(Data items)
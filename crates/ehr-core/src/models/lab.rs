//! Lab result models.

use chrono::NaiveDate;
use serde::{Deserialize, Serialize};

use super::Comparison;
use crate::tabular::{parse_date, parse_value, ParseError};

/// A single lab result, kept as the text it was loaded from.
///
/// The value and timestamp are only interpreted when a query needs them, so
/// a malformed cell fails the query that touches it rather than the load.
#[derive(Debug, Clone, Serialize, Deserialize, PartialEq)]
pub struct Lab {
    /// Owning patient (`PatientID`), matched by value
    pub patient_id: String,
    /// Lab name, e.g. "METABOLIC: GLUCOSE"
    pub name: String,
    /// Raw numeric text
    pub value: String,
    /// Unit of the value, informational only
    pub units: Option<String>,
    /// Raw `YYYY-MM-DD[ time]` timestamp
    pub recorded_at: String,
}

impl Lab {
    pub fn new(
        patient_id: impl Into<String>,
        name: impl Into<String>,
        value: impl Into<String>,
        recorded_at: impl Into<String>,
    ) -> Self {
        Self {
            patient_id: patient_id.into(),
            name: name.into(),
            value: value.into(),
            units: None,
            recorded_at: recorded_at.into(),
        }
    }

    pub fn with_units(mut self, units: impl Into<String>) -> Self {
        self.units = Some(units.into());
        self
    }

    pub fn numeric_value(&self) -> Result<f64, ParseError> {
        parse_value(&self.value)
    }

    /// Date the lab was taken, time of day discarded.
    pub fn recorded_on(&self) -> Result<NaiveDate, ParseError> {
        parse_date(&self.recorded_at)
    }

    pub fn belongs_to(&self, patient_id: &str) -> bool {
        self.patient_id == patient_id
    }

    /// Fail early if the value or timestamp cannot be interpreted.
    pub fn validate(&self) -> Result<(), ParseError> {
        self.numeric_value()?;
        self.recorded_on()?;
        Ok(())
    }
}

/// Earliest lab date in a collection, or `None` when it is empty.
pub fn earliest_lab_date<'a, I>(labs: I) -> Result<Option<NaiveDate>, ParseError>
where
    I: IntoIterator<Item = &'a Lab>,
{
    let mut earliest: Option<NaiveDate> = None;
    for lab in labs {
        let date = lab.recorded_on()?;
        if earliest.map_or(true, |current| date < current) {
            earliest = Some(date);
        }
    }
    Ok(earliest)
}

/// True on the first lab named `lab_name` whose value satisfies the
/// comparison; false if none does.
///
/// Only labs with a matching name have their value parsed.
pub fn any_lab_satisfies<'a, I>(
    labs: I,
    lab_name: &str,
    comparison: Comparison,
    threshold: f64,
) -> Result<bool, ParseError>
where
    I: IntoIterator<Item = &'a Lab>,
{
    for lab in labs.into_iter().filter(|lab| lab.name == lab_name) {
        if comparison.holds(lab.numeric_value()?, threshold) {
            return Ok(true);
        }
    }
    Ok(false)
}
//! Comparison operators for lab thresholds.

use std::fmt;
use std::str::FromStr;

use serde::{Deserialize, Serialize};

use crate::EhrError;

/// Operator applied as `lab value <op> threshold`.
#[derive(Debug, Clone, Copy, Serialize, Deserialize, PartialEq, Eq)]
pub enum Comparison {
    /// `>`
    GreaterThan,
    /// `<`
    LessThan,
    /// `=`, exact floating-point equality
    Equal,
}

impl Comparison {
    /// Evaluate `value <op> threshold`.
    pub fn holds(self, value: f64, threshold: f64) -> bool {
        match self {
            Comparison::GreaterThan => value > threshold,
            Comparison::LessThan => value < threshold,
            Comparison::Equal => value == threshold,
        }
    }

    pub fn symbol(self) -> &'static str {
        match self {
            Comparison::GreaterThan => ">",
            Comparison::LessThan => "<",
            Comparison::Equal => "=",
        }
    }
}

impl FromStr for Comparison {
    type Err = EhrError;

    fn from_str(s: &str) -> Result<Self, Self::Err> {
        match s {
            ">" => Ok(Comparison::GreaterThan),
            "<" => Ok(Comparison::LessThan),
            "=" => Ok(Comparison::Equal),
            other => Err(EhrError::InvalidArgument(format!(
                "Invalid comparison operator: {other:?}"
            ))),
        }
    }
}

impl fmt::Display for Comparison {
    fn fmt(&self, f: &mut fmt::Formatter<'_>) -> fmt::Result {
        f.write_str(self.symbol())
    }
}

## Task requirements
The response should consist of all the entries, transcribed exactly.

## Output for this task
filename crates/ehr-core/src/models/lab.rs
//! Lab result models.

use chrono::NaiveDate;
use serde::{Deserialize, Serialize};

use super::Comparison;
use crate::tabular::{parse_date, parse_value, ParseError};

/// A single lab result, kept as the text it was loaded from.
///
/// The value and timestamp are only interpreted when a query needs them, so
/// a malformed cell fails the query that touches it rather than the load.
#[derive(Debug, Clone, Serialize, Deserialize, PartialEq)]
pub struct Lab {
    /// Owning patient (`PatientID`), matched by value
    pub patient_id: String,
    /// Lab name, e.g. "METABOLIC: GLUCOSE"
    pub name: String,
    /// Raw numeric text
    pub value: String,
    /// Unit of the value, informational only
    pub units: Option<String>,
    /// Raw `YYYY-MM-DD[ time]` timestamp
    pub recorded_at: String,
}

impl Lab {
    pub fn new(
        patient_id: impl Into<String>,
        name: impl Into<String>,
        value: impl Into<String>,
        recorded_at: impl Into<String>,
    ) -> Self {
        Self {
            patient_id: patient_id.into(),
            name: name.into(),
            value: value.into(),
            units: None,
            recorded_at: recorded_at.into(),
        }
    }

    pub fn with_units(mut self, units: impl Into<String>) -> Self {
        self.units = Some(units.into());
        self
    }

    pub fn numeric_value(&self) -> Result<f64, ParseError> {
        parse_value(&self.value)
    }

    /// Date the lab was taken, time of day discarded.
    pub fn recorded_on(&self) -> Result<NaiveDate, ParseError> {
        parse_date(&self.recorded_at)
    }

    pub fn belongs_to(&self, patient_id: &str) -> bool {
        self.patient_id == patient_id
    }

    /// Fail early if the value or timestamp cannot be interpreted.
    pub fn validate(&self) -> Result<(), ParseError> {
        self.numeric_value()?;
        self.recorded_on()?;
        Ok(())
    }
}

/// Earliest lab date in a collection, or `None` when it is empty.
pub fn earliest_lab_date<'a, I>(labs: I) -> Result<Option<NaiveDate>, ParseError>
where
    I: IntoIterator<Item = &'a Lab>,
{
    let mut earliest: Option<NaiveDate> = None;
    for lab in labs {
        let date = lab.recorded_on()?;
        if earliest.map_or(true, |current| date < current) {
            earliest = Some(date);
        }
    }
    Ok(earliest)
}

/// True on the first lab named `lab_name` whose value satisfies the
/// comparison; false if none does.
///
/// Only labs with a matching name have their value parsed.
pub fn any_lab_satisfies<'a, I>(
    labs: I,
    lab_name: &str,
    comparison: Comparison,
    threshold: f64,
) -> Result<bool, ParseError>
where
    I: IntoIterator<Item = &'a Lab>,
{
    for lab in labs.into_iter().filter(|lab| lab.name == lab_name) {
        if comparison.holds(lab.numeric_value()?, threshold) {
            return Ok(true);
        }
    }
    Ok(false)
}
//! Comparison operators for lab thresholds.

use std::fmt;
use std::str::FromStr;

use serde::{Deserialize, Serialize};

use crate::EhrError;

/// Operator applied as `lab value <op> threshold`.
#[derive(Debug, Clone, Copy, Serialize, Deserialize, PartialEq, Eq)]
pub enum Comparison {
    /// `>`
    GreaterThan,
    /// `<`
    LessThan,
    /// `=`, exact floating-point equality
    Equal,
}

impl Comparison {
    /// Evaluate `value <op> threshold`.
    pub fn holds(self, value: f64, threshold: f64) -> bool {
        match self {
            Comparison::GreaterThan => value > threshold,
            Comparison::LessThan => value < threshold,
            Comparison::Equal => value == threshold,
        }
    }

    pub fn symbol(self) -> &'static str {
        match self {
            Comparison::GreaterThan => ">",
            Comparison::LessThan => "<",
            Comparison::Equal => "=",
        }
    }
}

impl FromStr for Comparison {
    type Err = EhrError;

    fn from_str(s: &str) -> Result<Self, Self::Err> {
        match s {
            ">" => Ok(Comparison::GreaterThan),
            "<" => Ok(Comparison::LessThan),
            "=" => Ok(Comparison::Equal),
            other => Err(EhrError::InvalidArgument(format!(
                "Invalid comparison operator: {other:?}"
            ))),
        }
    }
}

impl fmt::Display for Comparison {
    fn fmt(&self, f: &mut fmt::Formatter<'_>) -> fmt::Result {
        f.write_str(self.symbol())
    }
}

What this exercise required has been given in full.